┌──

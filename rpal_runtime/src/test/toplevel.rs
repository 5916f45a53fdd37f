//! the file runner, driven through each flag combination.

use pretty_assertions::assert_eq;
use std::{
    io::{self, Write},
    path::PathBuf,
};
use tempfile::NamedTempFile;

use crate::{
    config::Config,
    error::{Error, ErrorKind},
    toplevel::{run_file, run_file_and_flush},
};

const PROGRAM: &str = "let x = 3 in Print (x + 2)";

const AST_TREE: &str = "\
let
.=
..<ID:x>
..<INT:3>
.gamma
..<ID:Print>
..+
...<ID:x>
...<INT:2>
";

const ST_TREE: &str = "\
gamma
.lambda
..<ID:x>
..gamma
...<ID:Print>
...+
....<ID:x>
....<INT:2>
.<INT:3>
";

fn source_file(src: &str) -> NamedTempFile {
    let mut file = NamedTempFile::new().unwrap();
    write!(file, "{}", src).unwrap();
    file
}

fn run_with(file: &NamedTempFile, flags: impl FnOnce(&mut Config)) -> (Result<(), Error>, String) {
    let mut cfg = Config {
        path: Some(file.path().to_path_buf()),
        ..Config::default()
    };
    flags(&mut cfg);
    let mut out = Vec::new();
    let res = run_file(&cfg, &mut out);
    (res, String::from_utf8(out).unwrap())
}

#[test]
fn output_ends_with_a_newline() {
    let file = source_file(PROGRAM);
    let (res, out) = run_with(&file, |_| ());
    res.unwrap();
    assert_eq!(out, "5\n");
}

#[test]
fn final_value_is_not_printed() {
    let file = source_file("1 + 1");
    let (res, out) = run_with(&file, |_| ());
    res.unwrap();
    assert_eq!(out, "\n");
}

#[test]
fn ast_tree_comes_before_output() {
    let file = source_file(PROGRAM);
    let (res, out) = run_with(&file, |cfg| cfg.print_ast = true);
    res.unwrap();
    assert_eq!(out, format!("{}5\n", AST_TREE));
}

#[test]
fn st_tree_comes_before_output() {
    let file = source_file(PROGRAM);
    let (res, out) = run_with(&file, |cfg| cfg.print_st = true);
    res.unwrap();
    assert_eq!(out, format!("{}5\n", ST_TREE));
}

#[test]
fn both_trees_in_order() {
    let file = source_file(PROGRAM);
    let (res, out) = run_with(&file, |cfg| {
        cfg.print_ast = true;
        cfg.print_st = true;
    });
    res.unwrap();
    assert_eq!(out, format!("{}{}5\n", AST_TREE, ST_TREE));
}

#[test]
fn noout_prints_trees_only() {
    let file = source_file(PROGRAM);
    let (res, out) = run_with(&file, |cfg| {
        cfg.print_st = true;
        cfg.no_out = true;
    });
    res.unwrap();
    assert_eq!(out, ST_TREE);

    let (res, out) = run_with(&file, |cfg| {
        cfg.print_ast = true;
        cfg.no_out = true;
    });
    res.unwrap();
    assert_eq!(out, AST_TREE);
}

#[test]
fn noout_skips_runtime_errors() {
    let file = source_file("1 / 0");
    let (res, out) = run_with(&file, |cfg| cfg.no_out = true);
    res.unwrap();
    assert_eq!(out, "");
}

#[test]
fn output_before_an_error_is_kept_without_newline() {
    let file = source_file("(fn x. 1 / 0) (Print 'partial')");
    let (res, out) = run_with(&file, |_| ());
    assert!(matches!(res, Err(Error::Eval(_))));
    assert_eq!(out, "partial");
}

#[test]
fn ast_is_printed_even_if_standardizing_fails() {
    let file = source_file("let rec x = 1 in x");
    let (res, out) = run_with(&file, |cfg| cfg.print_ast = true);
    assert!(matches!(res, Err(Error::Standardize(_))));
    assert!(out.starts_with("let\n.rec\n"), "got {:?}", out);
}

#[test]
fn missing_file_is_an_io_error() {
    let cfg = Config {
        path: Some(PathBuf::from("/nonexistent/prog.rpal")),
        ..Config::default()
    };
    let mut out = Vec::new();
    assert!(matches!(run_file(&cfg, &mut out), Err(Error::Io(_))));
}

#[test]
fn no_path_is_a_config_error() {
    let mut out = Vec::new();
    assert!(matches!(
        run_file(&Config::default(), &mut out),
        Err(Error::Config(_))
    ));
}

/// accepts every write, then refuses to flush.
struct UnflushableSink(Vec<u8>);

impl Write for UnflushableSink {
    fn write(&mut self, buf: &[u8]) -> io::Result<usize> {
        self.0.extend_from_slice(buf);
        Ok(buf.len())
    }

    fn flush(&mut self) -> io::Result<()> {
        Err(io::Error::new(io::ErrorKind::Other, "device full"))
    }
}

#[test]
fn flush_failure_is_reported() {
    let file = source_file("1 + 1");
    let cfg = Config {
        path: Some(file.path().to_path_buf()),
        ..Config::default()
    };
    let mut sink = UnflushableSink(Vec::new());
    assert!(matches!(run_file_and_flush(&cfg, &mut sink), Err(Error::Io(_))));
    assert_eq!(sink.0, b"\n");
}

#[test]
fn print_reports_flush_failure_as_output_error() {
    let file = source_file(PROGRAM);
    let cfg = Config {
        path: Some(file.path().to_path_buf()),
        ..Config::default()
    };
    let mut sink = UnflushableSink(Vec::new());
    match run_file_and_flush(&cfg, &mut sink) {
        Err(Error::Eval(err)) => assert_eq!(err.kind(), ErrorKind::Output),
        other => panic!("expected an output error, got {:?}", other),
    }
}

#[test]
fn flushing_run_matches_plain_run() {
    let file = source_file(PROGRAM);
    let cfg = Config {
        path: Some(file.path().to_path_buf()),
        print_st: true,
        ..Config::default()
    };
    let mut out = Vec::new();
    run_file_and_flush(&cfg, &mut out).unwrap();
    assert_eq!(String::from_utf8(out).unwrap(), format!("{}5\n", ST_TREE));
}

└──
┌──

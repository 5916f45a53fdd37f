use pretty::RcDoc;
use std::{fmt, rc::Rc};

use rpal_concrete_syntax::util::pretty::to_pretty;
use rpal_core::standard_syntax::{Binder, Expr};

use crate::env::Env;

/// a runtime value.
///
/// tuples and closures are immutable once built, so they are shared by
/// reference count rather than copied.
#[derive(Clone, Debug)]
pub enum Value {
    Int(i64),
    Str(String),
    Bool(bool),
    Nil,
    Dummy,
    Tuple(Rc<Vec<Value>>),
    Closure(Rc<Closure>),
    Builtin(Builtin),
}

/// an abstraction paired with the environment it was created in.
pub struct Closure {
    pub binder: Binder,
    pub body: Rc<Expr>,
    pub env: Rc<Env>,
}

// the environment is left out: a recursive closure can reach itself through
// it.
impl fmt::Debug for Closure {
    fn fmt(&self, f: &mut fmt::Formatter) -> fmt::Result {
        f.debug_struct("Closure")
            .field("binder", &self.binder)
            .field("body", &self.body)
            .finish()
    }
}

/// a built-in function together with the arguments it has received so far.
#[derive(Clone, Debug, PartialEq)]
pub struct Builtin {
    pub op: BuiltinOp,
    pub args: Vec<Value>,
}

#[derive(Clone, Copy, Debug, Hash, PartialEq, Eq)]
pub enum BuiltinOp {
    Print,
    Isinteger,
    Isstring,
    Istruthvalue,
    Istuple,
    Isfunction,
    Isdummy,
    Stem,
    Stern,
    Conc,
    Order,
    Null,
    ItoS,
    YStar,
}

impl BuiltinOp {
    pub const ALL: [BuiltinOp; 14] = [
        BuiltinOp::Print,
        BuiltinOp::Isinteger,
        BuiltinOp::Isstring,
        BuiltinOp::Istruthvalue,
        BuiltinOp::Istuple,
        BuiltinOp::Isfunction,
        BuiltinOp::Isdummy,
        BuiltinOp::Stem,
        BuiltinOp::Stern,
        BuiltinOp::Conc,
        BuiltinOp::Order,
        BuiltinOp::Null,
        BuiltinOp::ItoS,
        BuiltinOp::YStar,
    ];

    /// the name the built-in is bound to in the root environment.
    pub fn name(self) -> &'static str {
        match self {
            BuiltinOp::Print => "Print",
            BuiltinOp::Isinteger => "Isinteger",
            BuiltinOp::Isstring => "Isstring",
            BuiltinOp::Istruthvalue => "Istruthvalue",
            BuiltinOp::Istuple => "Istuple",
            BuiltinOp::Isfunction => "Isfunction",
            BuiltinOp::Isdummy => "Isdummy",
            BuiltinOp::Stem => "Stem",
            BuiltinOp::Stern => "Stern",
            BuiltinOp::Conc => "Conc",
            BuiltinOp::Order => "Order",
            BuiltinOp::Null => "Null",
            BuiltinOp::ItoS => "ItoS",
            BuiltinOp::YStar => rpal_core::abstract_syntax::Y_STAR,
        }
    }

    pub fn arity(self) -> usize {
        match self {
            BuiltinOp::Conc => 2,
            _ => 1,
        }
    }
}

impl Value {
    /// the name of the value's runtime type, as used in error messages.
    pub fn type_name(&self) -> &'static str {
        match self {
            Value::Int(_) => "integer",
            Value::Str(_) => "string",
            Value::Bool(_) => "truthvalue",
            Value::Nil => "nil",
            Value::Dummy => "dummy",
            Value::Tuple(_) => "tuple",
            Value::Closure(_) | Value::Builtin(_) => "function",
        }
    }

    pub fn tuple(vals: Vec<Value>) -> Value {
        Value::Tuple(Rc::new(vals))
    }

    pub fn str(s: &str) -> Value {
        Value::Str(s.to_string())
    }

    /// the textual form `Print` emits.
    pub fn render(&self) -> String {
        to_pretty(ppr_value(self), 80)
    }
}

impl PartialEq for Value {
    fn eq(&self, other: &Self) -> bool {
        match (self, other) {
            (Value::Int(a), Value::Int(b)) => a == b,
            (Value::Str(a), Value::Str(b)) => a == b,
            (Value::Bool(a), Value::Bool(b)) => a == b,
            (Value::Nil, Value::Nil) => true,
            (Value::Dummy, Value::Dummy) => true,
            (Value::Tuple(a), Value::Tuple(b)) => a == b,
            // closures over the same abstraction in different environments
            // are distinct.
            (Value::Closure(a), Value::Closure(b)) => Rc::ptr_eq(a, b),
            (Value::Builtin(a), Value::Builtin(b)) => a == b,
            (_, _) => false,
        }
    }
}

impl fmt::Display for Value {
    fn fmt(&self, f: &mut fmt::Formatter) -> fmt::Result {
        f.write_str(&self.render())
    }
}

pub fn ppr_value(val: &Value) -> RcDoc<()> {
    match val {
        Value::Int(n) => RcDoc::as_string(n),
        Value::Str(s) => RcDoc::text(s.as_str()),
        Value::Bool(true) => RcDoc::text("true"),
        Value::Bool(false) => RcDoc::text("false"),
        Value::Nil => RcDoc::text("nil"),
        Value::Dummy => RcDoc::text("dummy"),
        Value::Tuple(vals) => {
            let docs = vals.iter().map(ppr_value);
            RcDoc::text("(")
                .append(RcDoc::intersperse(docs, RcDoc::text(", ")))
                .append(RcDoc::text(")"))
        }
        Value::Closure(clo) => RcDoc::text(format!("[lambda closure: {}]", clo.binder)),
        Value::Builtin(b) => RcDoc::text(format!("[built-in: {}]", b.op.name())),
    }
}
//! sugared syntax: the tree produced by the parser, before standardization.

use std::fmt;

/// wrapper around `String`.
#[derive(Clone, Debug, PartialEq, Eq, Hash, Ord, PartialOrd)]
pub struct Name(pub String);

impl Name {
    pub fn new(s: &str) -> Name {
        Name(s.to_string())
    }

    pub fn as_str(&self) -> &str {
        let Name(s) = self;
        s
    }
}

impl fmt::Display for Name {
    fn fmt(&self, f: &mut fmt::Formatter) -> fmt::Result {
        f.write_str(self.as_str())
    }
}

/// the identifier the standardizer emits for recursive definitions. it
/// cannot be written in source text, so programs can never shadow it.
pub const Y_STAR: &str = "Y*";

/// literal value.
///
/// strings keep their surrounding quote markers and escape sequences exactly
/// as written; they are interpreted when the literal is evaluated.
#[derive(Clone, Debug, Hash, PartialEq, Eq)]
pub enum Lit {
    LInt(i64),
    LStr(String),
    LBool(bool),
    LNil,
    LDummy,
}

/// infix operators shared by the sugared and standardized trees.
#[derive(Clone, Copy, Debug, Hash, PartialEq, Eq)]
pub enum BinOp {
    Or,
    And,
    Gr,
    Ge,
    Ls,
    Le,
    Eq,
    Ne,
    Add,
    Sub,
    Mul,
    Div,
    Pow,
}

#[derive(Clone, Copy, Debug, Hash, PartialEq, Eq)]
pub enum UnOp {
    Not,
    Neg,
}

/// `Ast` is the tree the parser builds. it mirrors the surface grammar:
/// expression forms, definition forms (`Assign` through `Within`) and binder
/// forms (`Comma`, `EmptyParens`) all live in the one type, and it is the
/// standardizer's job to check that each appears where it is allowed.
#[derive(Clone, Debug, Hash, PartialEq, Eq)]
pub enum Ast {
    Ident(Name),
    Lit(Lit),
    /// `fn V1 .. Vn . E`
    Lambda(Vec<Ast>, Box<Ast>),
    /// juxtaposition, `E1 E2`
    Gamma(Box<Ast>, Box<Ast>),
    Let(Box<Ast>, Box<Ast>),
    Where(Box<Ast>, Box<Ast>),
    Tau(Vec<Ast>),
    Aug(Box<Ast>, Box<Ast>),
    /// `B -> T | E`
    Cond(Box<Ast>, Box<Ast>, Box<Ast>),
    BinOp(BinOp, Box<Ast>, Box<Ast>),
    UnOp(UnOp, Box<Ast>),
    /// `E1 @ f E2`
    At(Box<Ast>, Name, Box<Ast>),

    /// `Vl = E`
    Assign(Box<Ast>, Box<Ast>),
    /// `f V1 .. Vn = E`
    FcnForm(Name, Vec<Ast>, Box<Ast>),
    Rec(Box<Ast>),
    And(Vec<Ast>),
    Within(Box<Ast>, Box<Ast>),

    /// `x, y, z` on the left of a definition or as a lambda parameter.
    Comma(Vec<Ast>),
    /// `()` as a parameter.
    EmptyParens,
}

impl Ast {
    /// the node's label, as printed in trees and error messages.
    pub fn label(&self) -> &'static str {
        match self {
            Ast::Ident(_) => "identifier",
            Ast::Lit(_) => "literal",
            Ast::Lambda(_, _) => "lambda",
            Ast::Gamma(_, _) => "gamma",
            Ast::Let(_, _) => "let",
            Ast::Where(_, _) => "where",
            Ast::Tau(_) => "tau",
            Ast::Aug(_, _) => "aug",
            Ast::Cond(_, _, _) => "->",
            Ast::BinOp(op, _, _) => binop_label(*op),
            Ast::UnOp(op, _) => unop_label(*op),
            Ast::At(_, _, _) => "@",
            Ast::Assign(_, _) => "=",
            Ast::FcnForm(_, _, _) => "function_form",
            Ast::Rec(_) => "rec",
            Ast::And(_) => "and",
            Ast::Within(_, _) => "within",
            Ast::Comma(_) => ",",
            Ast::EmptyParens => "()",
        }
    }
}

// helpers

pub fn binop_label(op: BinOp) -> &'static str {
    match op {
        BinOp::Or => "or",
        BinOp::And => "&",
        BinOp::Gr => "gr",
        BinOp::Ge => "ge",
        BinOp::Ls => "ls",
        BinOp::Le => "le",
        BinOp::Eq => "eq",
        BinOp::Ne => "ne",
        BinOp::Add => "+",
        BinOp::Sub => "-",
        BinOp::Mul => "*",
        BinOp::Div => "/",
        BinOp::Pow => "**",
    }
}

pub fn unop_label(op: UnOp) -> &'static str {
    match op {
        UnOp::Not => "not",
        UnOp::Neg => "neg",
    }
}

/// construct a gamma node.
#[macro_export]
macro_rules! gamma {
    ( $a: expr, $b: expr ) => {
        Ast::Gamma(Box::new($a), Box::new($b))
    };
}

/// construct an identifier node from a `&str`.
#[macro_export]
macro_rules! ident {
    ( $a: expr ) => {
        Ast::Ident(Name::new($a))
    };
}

└──

◆ **What is needed**
The answer is a single number, the count of lines in the records that contain the string "Isfunction".

◆ **Solution for this problem**
3